WORK TO BE COMPLETED: Scan the data below and state how many of its lines contain the word "super", giving only the figure.

Stored data entries:
Segment Open
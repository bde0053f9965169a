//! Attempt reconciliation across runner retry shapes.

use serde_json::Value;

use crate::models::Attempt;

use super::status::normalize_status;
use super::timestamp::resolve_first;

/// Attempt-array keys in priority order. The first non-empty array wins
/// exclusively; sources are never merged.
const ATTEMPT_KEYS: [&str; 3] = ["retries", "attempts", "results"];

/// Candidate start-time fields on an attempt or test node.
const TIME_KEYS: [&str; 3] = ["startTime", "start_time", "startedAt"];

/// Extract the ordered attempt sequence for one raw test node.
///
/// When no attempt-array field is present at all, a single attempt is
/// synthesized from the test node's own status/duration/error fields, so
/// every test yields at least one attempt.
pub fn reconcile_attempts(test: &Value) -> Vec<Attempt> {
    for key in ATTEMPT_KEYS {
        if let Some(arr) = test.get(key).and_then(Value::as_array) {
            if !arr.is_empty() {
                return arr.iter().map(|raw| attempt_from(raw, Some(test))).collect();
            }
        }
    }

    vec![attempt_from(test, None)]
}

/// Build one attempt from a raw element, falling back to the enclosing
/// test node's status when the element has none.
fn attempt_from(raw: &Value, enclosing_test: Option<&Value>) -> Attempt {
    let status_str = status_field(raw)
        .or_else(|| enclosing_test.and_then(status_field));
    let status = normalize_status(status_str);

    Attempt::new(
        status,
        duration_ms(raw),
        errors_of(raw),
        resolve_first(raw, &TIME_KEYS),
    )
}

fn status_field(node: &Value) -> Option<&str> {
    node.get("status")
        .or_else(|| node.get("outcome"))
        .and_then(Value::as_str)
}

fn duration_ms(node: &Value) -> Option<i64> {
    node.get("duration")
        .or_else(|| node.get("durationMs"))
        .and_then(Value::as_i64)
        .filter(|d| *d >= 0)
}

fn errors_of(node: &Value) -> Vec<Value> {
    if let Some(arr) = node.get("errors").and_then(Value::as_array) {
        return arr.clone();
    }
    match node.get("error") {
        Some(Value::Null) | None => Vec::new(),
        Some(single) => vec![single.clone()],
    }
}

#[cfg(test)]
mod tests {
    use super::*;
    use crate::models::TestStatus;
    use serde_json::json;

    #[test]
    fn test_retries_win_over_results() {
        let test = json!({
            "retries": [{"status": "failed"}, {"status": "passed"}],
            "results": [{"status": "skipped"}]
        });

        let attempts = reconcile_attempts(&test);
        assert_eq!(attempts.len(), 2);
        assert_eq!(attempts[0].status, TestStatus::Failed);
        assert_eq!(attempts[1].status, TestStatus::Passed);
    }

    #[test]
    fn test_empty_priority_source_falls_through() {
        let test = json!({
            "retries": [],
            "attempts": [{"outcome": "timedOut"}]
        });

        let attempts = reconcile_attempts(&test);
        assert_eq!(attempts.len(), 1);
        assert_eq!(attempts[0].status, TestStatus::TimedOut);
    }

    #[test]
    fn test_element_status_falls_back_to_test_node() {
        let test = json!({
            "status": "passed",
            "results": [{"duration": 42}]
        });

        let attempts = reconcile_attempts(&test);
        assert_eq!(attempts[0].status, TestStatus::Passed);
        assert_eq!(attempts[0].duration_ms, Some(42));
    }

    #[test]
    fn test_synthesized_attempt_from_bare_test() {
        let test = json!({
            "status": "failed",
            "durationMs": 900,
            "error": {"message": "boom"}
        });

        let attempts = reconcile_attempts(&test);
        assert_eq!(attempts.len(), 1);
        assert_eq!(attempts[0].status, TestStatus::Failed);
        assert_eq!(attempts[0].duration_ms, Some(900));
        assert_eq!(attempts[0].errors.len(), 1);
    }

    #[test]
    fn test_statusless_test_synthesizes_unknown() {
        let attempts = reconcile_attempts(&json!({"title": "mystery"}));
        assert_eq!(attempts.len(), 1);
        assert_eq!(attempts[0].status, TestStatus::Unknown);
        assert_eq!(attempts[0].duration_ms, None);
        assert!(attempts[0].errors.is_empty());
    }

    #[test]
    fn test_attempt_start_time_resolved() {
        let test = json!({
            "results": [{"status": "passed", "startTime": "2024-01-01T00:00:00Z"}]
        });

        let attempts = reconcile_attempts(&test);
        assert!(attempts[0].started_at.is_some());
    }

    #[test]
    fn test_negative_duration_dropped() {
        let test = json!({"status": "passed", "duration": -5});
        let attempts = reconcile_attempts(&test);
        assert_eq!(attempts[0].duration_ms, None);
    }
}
Segment Closed
Segment Open
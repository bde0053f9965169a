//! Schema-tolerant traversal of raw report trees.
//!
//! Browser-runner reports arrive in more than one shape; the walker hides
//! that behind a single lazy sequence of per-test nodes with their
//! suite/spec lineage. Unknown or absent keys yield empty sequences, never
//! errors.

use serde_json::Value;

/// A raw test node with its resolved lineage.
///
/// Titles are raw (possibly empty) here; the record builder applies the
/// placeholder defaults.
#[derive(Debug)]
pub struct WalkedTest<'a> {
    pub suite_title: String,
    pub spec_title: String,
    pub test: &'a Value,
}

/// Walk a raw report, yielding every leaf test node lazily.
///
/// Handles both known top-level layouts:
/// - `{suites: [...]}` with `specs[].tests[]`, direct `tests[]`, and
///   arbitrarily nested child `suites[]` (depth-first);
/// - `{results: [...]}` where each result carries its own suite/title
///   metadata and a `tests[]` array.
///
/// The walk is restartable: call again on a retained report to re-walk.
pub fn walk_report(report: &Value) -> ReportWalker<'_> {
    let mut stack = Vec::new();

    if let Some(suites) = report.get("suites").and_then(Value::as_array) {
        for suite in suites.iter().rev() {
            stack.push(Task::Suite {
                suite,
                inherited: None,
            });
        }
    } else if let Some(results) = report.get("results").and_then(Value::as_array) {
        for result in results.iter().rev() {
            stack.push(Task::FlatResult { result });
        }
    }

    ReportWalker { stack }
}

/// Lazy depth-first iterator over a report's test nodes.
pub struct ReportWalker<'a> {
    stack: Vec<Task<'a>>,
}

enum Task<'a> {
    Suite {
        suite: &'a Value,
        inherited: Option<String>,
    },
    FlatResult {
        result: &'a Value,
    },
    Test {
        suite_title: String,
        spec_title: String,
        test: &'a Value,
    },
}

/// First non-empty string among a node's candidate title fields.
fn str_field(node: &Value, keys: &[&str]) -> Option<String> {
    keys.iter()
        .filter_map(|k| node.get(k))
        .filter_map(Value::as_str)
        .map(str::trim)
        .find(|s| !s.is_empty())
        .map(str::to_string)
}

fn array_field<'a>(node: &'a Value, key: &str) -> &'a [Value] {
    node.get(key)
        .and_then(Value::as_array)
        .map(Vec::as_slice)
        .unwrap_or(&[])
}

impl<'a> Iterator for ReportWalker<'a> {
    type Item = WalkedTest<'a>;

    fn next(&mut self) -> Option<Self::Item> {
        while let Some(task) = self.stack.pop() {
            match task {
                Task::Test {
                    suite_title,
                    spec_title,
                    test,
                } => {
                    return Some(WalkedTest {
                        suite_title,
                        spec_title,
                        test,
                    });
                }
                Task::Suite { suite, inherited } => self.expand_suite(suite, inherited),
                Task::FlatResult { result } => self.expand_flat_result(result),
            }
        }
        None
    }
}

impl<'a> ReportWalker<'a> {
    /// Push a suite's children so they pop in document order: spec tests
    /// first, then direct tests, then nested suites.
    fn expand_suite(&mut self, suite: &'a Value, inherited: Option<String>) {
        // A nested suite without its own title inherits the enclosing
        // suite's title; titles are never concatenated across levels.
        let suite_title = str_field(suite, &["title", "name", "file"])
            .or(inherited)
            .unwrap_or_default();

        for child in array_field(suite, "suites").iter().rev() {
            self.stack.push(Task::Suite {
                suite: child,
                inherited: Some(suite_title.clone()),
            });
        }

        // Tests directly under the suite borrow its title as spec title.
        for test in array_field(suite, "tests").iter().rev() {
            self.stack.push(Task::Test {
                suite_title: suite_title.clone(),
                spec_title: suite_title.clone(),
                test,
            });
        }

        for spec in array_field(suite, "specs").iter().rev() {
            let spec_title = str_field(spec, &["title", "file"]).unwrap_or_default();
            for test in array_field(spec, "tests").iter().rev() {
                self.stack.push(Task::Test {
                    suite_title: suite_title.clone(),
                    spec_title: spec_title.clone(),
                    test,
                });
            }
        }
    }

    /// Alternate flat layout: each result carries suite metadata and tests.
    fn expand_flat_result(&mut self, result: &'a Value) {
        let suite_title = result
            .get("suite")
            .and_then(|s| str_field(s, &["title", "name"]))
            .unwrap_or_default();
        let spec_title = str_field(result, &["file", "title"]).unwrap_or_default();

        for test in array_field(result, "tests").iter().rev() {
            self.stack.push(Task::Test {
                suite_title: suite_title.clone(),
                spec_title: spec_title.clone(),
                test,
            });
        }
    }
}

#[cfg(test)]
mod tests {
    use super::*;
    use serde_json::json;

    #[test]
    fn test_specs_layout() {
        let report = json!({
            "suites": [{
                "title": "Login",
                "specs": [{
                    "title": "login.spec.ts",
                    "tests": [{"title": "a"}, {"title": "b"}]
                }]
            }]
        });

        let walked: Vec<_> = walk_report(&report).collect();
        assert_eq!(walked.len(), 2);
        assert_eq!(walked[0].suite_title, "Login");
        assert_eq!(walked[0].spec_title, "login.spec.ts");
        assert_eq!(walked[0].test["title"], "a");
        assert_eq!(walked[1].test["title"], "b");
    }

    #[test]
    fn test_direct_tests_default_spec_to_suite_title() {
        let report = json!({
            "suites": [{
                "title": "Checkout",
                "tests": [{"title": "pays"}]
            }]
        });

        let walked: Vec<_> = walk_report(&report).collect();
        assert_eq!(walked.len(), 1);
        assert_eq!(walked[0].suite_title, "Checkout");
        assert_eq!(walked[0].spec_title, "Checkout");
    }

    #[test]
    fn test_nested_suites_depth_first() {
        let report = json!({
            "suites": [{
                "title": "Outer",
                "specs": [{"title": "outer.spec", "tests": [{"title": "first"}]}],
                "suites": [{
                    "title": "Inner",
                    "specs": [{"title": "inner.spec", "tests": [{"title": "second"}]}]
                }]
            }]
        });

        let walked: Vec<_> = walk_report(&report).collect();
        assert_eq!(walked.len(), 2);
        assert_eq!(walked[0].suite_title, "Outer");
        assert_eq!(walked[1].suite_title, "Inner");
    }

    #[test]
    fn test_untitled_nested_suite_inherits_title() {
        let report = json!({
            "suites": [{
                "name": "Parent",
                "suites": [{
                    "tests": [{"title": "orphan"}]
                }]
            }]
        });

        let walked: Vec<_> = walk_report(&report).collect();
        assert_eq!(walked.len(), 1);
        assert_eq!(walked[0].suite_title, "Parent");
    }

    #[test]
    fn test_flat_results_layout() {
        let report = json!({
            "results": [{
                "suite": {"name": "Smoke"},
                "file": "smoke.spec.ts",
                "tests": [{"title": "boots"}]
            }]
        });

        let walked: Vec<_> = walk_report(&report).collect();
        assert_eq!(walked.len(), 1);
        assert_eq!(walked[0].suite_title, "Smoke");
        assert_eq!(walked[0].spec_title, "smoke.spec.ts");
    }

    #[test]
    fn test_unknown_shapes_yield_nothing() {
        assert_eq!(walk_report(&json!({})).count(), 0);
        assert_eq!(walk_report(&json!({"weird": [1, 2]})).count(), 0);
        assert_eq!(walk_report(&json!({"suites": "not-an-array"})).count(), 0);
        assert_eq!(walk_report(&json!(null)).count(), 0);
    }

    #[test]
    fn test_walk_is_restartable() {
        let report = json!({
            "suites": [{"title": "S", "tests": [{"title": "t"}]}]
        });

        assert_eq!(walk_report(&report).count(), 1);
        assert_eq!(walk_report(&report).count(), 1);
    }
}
Segment Closed
OUTPUT: 4